- AIM OF THE EXERCISE: The required result is each line of the entries below containing the string "expected".

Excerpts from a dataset
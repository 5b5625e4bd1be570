use crate::state::PlayerId;
use thiserror::Error;

/// Every recoverable failure the engine reports.
///
/// None of these are fatal: the driver checks before calling where it can and
/// otherwise reports the error and retries or skips the attempt.
#[derive(Debug, Clone, PartialEq, Eq, Error)]
pub enum GameError {
    #[error("`{0}` is not a card rank (expected 2-10, J, Q, K or A)")]
    InvalidRank(String),
    #[error("`{0}` is not a card suit (expected Hearts, Diamonds, Clubs or Spades)")]
    InvalidSuit(String),
    #[error("the deck is empty")]
    EmptyDeckDraw,
    #[error("{player} has no cards to ask for")]
    NoRankInHand { player: String },
    #[error("no player with id {0}")]
    UnknownPlayer(PlayerId),
    #[error("it is not this player's turn")]
    NotYourTurn,
    #[error("a player cannot ask themselves for cards")]
    SelfRequest,
    #[error("the game is already over")]
    GameOver,
    #[error("a game needs between 2 and 10 players, got {0}")]
    InvalidPlayerCount(usize),
}
use crate::error::GameError;
use rand::Rng;
use rand::prelude::SliceRandom;
use serde::{Deserialize, Serialize};
use std::fmt;
use std::str::FromStr;
use tracing::debug;

// --- Core data types ---

/// Suit
#[derive(Debug, PartialEq, Eq, PartialOrd, Ord, Hash, Clone, Copy, Serialize, Deserialize)]
pub enum Suit {
    Hearts,
    Diamonds,
    Clubs,
    Spades,
}

/// Rank
/// The derived `Ord` runs 2 < 3 < ... < K < A and is only used to order hands.
#[derive(Debug, PartialEq, Eq, PartialOrd, Ord, Hash, Clone, Copy, Serialize, Deserialize)]
pub enum Rank {
    Two,
    Three,
    Four,
    Five,
    Six,
    Seven,
    Eight,
    Nine,
    Ten,
    Jack,
    Queen,
    King,
    Ace,
}

/// A single playing card.
#[derive(Debug, PartialEq, Eq, Hash, Clone, Copy, Serialize, Deserialize)]
pub struct Card {
    pub rank: Rank,
    pub suit: Suit,
}

impl Suit {
    pub const ALL: [Suit; 4] = [Suit::Hearts, Suit::Diamonds, Suit::Clubs, Suit::Spades];

    pub fn name(self) -> &'static str {
        match self {
            Suit::Hearts => "Hearts",
            Suit::Diamonds => "Diamonds",
            Suit::Clubs => "Clubs",
            Suit::Spades => "Spades",
        }
    }

    /// One-character display glyph.
    pub fn symbol(self) -> char {
        match self {
            Suit::Hearts => '♥',
            Suit::Diamonds => '♦',
            Suit::Clubs => '♣',
            Suit::Spades => '♠',
        }
    }

    pub fn is_red(self) -> bool {
        matches!(self, Suit::Hearts | Suit::Diamonds)
    }
}

impl Rank {
    pub const ALL: [Rank; 13] = [
        Rank::Two, Rank::Three, Rank::Four, Rank::Five, Rank::Six, Rank::Seven,
        Rank::Eight, Rank::Nine, Rank::Ten, Rank::Jack, Rank::Queen, Rank::King, Rank::Ace,
    ];

    /// Ordering value in `2..=14`, Ace high.
    pub fn value(self) -> u8 {
        self as u8 + 2
    }

    pub fn symbol(self) -> &'static str {
        match self {
            Rank::Two => "2",
            Rank::Three => "3",
            Rank::Four => "4",
            Rank::Five => "5",
            Rank::Six => "6",
            Rank::Seven => "7",
            Rank::Eight => "8",
            Rank::Nine => "9",
            Rank::Ten => "10",
            Rank::Jack => "J",
            Rank::Queen => "Q",
            Rank::King => "K",
            Rank::Ace => "A",
        }
    }
}

impl Card {
    pub fn new(rank: Rank, suit: Suit) -> Card {
        Card { rank, suit }
    }

    /// Builds a card from free-text symbols such as `("10", "Hearts")` or `("q", "♠")`.
    pub fn from_symbols(rank: &str, suit: &str) -> Result<Card, GameError> {
        Ok(Card::new(rank.parse()?, suit.parse()?))
    }

    pub fn rank_value(&self) -> u8 {
        self.rank.value()
    }

    pub fn suit_symbol(&self) -> char {
        self.suit.symbol()
    }

    /// Human-readable `"<rank> of <suit>"`.
    pub fn display_string(&self) -> String {
        format!("{} of {}", self.rank, self.suit)
    }

    /// Compact form used when laying out a hand, e.g. `10♥`.
    pub fn short(&self) -> String {
        format!("{}{}", self.rank, self.suit_symbol())
    }
}

// --- Display and parsing ---

impl fmt::Display for Suit {
    fn fmt(&self, f: &mut fmt::Formatter) -> fmt::Result {
        write!(f, "{}", self.name())
    }
}

impl fmt::Display for Rank {
    fn fmt(&self, f: &mut fmt::Formatter) -> fmt::Result {
        write!(f, "{}", self.symbol())
    }
}

impl fmt::Display for Card {
    fn fmt(&self, f: &mut fmt::Formatter) -> fmt::Result {
        write!(f, "{} of {}", self.rank, self.suit)
    }
}

impl FromStr for Rank {
    type Err = GameError;

    fn from_str(s: &str) -> Result<Self, Self::Err> {
        let rank = match s.trim().to_ascii_lowercase().as_str() {
            "2" | "two" => Rank::Two,
            "3" | "three" => Rank::Three,
            "4" | "four" => Rank::Four,
            "5" | "five" => Rank::Five,
            "6" | "six" => Rank::Six,
            "7" | "seven" => Rank::Seven,
            "8" | "eight" => Rank::Eight,
            "9" | "nine" => Rank::Nine,
            "10" | "t" | "ten" => Rank::Ten,
            "j" | "jack" => Rank::Jack,
            "q" | "queen" => Rank::Queen,
            "k" | "king" => Rank::King,
            "a" | "ace" => Rank::Ace,
            _ => return Err(GameError::InvalidRank(s.to_string())),
        };
        Ok(rank)
    }
}

impl FromStr for Suit {
    type Err = GameError;

    fn from_str(s: &str) -> Result<Self, Self::Err> {
        let suit = match s.trim().to_lowercase().as_str() {
            "h" | "heart" | "hearts" | "♥" => Suit::Hearts,
            "d" | "diamond" | "diamonds" | "♦" => Suit::Diamonds,
            "c" | "club" | "clubs" | "♣" => Suit::Clubs,
            "s" | "spade" | "spades" | "♠" => Suit::Spades,
            _ => return Err(GameError::InvalidSuit(s.to_string())),
        };
        Ok(suit)
    }
}

// --- Deck ---

/// The undealt cards. Dealing pops from the end, so the last card is the top of the deck.
#[derive(Debug, Clone, PartialEq, Eq)]
pub struct Deck {
    cards: Vec<Card>,
}

impl Deck {
    /// Builds the 52 cards suit by suit and shuffles them with `rng`.
    pub fn new<R>(rng: &mut R) -> Deck
    where
        R: Rng + ?Sized,
    {
        let mut cards = Vec::with_capacity(52);
        for &suit in &Suit::ALL {
            for &rank in &Rank::ALL {
                cards.push(Card { rank, suit });
            }
        }
        cards.shuffle(rng);
        debug!(cards = cards.len(), "shuffled a fresh deck");
        Deck { cards }
    }

    /// A deck in exactly the given order, top card last.
    #[cfg(test)]
    pub(crate) fn from_cards(cards: Vec<Card>) -> Deck {
        Deck { cards }
    }

    /// Removes the top card, or `None` once the deck is exhausted.
    pub fn deal(&mut self) -> Option<Card> {
        self.cards.pop()
    }

    pub fn is_empty(&self) -> bool {
        self.cards.is_empty()
    }

    pub fn len(&self) -> usize {
        self.cards.len()
    }

    pub fn cards(&self) -> &[Card] {
        &self.cards
    }
}

// --- Hand ordering ---

/// Stable ascending sort by rank value; equal ranks keep their insertion order.
pub fn sort_hand(hand: &mut [Card]) {
    hand.sort_by_key(Card::rank_value);
}

// --- Unit tests ---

- FINISHED TASK:
    #[error("`{0}` is not a card rank (expected 2-10, J, Q, K or A)")]
    #[error("`{0}` is not a card suit (expected Hearts, Diamonds, Clubs or Spades)")]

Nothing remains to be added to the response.